Mais avant de plonger dans cet univers — peut-être pas aussi
lointain et étranger que nous pourrions le croire — nous nous
pencherons sur le problème des sources et la démarche choisie
pour leur traitement. Puis, nous nous intéresserons à la cour de
justice seigneuriale, en tant qu’instrument de la répression qui
frappe le village et comme institution médiatrice entre le pouvoir
bernois et la communauté. Ensuite, nous changerons de point de
vue : des dirigeants, nous passerons aux sujets en entrant au
village, où les destins sont prêts à basculer sous le coup d’une dénonciation.
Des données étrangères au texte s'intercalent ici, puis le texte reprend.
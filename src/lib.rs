//! # Storewrap
//!
//! Namespaced accessors over a shared mutable-state store.
//!
//! A store owns state, mutation handlers and getters, all addressed by string
//! keys. Storewrap turns a map of handlers into ergonomic call sites for them:
//!
//! ## Mutations
//!
//! [`wrap_mutations`] produces a [`Committer`] holding one
//! [`MutationAccessor`] per handler:
//! - `accessor.commit(payload)` dispatches `namespace/identifier` at root level
//! - `accessor.listen(f)` observes only commits of that key and returns a
//!   [`Disposer`]
//!
//! ## Getters
//!
//! [`wrap_getters`] produces [`Getters`], read-only views that re-read the
//! store's getter registry on every access. Nothing is cached here.
//!
//! ## Store
//!
//! Wrappers work over any [`StoreEngine`]. [`Store`] is a thread-safe
//! in-memory implementation suitable for applications and tests.

pub mod error;
pub mod store;
pub mod wrap;

// Re-export main types for convenience
pub use error::{StoreError, WrapError};
pub use store::{
    CommitOptions, Disposer, GetterFn, KeyScope, MutationEvent, MutationFn, Store, StoreEngine,
};
pub use wrap::{
    qualify, wrap_getters, wrap_mutations, Committer, GetterAccessor, Getters, HandlerMap,
    MutationAccessor, QualifiedKey, NAMESPACE_SEPARATOR,
};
C’est à travers cet espace rural que nous aborderons
les affaires de sorcellerie et ferons connaissance avec certains de
leurs acteurs. Quelques chiffres donneront la mesure des persécutions. Finalement, des hypothèses seront formulées sur les causes
et les fondements d’une répression qui conduit dans les flammes
de prétendus sorciers, et qui participe ainsi aux impératifs de purification et de contrôle des mœurs fixés par l’idéologie officielle.
24
Les communiers sont les bourgeois ou habitants d’une commune se réunissant épisodiquement en corps de communauté ou en conseil pour traiter des
affaires courantes (ACV, série F, glossaire sommaire).